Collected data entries

###

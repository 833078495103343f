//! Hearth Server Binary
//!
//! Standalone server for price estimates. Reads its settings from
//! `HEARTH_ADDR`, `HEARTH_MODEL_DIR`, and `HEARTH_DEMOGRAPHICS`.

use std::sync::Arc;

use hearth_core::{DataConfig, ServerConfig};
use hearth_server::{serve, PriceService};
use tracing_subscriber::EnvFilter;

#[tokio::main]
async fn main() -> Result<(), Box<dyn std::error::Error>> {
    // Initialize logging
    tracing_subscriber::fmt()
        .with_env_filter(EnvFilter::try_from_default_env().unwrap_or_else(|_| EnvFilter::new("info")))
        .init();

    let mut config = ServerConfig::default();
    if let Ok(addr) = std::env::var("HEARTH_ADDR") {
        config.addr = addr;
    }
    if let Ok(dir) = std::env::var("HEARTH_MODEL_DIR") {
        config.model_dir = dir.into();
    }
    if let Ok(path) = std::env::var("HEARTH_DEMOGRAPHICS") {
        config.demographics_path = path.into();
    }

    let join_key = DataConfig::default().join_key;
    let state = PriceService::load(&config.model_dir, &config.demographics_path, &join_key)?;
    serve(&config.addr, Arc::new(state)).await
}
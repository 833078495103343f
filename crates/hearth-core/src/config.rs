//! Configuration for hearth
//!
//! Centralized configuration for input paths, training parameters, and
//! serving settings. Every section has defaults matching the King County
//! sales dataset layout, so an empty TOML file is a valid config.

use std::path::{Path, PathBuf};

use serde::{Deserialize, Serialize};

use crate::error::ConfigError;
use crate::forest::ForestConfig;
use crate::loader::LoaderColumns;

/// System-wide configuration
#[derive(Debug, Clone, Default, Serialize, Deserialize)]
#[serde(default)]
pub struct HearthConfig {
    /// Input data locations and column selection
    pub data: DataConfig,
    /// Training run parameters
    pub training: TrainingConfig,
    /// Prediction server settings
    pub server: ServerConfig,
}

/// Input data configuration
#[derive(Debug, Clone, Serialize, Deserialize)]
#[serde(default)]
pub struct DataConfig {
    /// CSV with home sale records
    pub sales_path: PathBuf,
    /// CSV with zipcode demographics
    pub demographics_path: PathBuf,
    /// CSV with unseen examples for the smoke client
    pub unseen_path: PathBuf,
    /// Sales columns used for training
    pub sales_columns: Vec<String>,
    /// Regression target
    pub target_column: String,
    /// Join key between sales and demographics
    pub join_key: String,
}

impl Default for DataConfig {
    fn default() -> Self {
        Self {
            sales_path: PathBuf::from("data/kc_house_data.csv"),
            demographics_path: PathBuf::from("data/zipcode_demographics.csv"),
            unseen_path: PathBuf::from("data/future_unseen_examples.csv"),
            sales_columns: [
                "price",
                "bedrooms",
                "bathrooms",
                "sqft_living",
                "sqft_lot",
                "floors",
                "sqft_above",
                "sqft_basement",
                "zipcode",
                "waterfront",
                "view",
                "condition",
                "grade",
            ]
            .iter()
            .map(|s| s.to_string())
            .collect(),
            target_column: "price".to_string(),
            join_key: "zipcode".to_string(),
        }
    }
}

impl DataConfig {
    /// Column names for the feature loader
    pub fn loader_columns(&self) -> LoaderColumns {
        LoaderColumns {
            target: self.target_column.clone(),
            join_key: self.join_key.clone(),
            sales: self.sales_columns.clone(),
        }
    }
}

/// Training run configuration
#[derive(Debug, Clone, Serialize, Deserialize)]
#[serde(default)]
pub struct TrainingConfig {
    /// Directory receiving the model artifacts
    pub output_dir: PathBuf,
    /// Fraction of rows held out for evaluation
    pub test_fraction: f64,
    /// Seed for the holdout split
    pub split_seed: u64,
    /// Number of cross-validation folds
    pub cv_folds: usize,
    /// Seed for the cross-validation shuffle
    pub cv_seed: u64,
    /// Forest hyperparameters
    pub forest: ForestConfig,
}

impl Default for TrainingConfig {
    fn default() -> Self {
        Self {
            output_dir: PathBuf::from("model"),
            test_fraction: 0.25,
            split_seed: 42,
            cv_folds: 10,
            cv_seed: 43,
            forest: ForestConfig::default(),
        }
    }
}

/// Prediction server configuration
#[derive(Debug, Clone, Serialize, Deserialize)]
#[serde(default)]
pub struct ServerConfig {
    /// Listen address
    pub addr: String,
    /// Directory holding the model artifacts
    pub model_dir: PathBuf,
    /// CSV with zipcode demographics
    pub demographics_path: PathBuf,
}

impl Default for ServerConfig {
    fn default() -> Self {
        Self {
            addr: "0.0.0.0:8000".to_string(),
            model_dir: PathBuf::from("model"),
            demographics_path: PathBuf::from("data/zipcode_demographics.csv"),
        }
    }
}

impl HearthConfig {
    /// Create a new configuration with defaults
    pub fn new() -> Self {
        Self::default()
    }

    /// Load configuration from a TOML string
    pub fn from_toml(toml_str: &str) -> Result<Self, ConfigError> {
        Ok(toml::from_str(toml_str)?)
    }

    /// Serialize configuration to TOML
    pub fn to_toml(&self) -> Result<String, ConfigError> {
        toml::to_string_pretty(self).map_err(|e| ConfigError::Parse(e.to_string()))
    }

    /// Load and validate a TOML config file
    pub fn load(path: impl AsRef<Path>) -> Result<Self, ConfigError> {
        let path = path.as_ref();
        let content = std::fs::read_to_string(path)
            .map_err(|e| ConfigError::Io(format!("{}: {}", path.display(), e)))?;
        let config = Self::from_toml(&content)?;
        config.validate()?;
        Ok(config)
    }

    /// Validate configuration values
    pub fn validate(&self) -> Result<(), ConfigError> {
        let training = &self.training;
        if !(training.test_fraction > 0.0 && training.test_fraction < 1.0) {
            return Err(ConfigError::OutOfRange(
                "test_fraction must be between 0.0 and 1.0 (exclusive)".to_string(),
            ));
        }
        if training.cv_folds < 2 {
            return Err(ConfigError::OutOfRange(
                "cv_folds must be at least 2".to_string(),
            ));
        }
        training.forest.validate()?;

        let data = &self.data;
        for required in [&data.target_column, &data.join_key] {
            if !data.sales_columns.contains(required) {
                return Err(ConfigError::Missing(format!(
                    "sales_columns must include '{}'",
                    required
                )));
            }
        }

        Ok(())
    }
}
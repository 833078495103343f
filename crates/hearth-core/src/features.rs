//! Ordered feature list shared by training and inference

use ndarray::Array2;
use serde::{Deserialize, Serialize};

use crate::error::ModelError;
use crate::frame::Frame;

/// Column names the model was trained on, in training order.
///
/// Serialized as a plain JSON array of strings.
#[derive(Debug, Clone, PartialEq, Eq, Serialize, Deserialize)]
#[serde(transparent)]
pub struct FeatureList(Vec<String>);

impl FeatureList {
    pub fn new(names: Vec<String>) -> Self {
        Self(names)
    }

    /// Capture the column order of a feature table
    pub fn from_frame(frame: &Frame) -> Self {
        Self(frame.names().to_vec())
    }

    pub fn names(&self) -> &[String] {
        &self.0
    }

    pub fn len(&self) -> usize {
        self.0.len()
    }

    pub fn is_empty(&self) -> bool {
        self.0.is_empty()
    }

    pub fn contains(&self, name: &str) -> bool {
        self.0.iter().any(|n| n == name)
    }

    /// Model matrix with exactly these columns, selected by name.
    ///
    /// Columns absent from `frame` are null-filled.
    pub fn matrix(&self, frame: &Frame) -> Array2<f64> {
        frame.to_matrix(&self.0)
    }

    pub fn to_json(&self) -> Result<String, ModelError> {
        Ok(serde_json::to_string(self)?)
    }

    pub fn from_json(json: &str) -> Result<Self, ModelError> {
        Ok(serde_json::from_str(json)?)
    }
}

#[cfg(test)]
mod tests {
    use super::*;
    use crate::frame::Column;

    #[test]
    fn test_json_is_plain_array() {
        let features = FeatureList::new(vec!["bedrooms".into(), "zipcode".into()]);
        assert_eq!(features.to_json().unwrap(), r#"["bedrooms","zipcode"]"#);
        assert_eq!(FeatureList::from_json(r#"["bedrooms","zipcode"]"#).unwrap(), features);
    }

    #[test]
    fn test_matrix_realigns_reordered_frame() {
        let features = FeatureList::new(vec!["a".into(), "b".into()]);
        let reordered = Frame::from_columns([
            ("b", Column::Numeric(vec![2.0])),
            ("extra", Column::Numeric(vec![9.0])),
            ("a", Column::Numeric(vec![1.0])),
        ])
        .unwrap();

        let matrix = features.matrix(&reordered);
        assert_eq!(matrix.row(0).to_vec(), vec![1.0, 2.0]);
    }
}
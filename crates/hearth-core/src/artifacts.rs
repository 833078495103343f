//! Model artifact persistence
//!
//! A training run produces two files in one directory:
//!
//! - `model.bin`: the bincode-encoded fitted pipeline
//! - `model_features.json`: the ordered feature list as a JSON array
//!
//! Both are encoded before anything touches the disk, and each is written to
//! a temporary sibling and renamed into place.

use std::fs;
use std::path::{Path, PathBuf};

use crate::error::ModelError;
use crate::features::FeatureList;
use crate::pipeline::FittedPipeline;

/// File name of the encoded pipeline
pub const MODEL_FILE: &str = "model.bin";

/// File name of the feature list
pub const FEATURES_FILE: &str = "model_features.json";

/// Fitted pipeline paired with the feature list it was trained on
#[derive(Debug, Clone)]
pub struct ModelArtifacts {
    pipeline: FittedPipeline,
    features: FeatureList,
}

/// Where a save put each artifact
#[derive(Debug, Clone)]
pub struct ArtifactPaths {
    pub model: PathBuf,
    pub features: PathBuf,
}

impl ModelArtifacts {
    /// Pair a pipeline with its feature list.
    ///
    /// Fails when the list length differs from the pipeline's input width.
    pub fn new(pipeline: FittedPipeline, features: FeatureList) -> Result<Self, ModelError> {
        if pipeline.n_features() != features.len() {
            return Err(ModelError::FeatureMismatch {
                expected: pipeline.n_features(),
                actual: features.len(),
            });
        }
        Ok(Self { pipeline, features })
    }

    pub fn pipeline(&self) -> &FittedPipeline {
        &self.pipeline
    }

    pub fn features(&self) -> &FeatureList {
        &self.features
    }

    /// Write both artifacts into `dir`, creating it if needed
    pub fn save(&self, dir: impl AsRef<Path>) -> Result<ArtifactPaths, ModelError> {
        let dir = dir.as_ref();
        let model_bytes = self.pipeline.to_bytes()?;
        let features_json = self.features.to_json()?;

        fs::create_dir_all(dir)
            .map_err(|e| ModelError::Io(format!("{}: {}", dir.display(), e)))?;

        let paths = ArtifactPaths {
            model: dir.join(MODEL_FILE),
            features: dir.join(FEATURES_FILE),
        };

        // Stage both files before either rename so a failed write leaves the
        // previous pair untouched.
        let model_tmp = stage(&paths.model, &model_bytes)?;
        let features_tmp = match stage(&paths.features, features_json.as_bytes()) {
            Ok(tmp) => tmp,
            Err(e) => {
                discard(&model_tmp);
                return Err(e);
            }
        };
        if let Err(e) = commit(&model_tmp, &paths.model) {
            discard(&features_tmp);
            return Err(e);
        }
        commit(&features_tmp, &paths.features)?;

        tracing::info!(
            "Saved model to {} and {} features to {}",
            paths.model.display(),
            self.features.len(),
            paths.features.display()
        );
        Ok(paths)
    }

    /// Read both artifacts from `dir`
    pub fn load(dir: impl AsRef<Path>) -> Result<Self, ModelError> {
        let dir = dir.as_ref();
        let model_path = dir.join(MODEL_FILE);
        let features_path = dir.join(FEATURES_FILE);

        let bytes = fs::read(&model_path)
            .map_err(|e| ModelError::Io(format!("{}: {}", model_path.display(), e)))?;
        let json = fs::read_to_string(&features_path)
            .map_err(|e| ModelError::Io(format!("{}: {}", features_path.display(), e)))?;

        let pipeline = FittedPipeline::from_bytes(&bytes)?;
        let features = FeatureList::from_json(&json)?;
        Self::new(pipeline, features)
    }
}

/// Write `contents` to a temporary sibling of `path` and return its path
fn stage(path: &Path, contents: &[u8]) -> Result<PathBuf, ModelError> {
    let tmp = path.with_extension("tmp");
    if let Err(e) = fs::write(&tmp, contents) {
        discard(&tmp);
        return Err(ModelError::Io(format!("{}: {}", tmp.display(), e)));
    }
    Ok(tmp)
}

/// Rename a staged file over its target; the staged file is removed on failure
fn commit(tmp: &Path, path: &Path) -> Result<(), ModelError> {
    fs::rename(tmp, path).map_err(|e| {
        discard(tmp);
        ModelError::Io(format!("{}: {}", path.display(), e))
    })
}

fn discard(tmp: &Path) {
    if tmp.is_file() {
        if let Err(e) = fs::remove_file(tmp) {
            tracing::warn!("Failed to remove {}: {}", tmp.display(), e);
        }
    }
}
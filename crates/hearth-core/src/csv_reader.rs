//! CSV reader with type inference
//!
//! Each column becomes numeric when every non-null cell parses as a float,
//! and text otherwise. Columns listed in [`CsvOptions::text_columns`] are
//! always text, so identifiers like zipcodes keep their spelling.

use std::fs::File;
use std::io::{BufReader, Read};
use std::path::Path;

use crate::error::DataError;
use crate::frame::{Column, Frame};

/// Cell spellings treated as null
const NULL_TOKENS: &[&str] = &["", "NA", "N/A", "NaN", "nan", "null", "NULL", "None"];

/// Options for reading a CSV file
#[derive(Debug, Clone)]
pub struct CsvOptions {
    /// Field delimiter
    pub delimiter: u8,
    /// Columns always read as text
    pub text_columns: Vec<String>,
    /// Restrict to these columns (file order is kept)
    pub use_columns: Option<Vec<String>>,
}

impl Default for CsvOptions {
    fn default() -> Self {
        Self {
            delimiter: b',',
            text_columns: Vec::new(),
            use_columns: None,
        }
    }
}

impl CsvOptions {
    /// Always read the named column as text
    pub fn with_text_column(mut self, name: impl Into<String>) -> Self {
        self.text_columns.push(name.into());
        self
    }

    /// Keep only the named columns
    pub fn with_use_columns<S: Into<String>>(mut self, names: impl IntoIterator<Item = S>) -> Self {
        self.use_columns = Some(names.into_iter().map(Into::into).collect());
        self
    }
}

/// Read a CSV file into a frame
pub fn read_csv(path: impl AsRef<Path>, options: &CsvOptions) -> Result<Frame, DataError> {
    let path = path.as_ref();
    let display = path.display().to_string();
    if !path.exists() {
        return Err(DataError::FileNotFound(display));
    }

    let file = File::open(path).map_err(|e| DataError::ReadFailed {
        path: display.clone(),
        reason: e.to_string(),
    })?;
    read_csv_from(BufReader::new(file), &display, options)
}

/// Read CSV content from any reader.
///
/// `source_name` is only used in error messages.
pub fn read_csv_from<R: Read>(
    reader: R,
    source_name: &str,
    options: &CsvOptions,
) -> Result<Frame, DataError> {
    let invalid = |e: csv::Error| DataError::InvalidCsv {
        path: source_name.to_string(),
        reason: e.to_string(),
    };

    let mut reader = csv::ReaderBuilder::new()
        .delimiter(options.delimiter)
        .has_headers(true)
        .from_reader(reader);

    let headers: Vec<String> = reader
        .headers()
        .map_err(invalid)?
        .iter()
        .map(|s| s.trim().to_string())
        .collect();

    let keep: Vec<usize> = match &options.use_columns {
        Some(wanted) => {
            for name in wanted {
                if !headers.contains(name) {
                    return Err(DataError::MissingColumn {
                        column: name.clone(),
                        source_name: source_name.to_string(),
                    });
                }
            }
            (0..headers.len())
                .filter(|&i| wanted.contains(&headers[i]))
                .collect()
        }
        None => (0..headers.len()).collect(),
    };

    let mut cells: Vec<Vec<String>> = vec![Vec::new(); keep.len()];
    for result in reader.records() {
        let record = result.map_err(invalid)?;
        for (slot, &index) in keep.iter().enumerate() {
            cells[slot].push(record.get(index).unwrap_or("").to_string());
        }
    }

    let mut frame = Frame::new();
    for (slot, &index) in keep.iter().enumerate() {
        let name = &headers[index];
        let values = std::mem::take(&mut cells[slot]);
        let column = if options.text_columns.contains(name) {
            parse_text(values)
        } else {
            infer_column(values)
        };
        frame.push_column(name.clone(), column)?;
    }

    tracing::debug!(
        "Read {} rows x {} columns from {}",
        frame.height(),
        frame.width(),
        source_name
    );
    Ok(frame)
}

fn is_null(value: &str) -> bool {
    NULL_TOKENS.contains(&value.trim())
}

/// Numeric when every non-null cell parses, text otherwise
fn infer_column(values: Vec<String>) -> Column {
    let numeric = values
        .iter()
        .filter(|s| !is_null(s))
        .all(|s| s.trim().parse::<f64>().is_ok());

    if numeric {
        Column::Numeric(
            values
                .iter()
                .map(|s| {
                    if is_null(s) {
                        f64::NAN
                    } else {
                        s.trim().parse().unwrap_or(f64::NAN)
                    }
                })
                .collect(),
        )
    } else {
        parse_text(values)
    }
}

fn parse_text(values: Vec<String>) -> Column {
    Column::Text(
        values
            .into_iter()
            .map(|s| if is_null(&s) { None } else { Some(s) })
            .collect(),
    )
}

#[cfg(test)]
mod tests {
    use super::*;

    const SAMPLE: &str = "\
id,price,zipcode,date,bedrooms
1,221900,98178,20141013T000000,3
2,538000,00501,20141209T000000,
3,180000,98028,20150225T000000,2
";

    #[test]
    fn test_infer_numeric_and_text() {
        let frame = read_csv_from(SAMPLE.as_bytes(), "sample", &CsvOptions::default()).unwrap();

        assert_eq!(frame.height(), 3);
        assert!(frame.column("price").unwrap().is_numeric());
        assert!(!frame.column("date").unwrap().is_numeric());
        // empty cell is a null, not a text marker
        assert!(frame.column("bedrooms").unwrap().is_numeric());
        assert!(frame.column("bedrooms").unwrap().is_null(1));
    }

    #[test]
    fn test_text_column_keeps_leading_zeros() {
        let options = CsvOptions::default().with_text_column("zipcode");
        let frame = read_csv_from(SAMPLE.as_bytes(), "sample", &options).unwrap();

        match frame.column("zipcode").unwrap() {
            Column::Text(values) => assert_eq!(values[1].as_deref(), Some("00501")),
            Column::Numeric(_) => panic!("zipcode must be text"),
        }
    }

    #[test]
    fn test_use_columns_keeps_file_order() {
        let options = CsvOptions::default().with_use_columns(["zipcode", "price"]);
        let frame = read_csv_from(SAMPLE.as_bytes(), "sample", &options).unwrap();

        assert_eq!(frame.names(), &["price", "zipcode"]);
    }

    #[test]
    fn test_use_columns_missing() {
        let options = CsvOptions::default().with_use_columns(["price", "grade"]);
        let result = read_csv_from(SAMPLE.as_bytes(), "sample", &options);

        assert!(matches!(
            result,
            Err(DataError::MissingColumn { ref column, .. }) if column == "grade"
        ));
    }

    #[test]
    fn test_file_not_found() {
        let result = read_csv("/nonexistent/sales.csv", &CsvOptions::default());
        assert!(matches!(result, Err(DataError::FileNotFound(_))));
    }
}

###

▶ What to work on
For each line in the data that holds "values", add one to a count, then report that count alone.

▶ Solution
11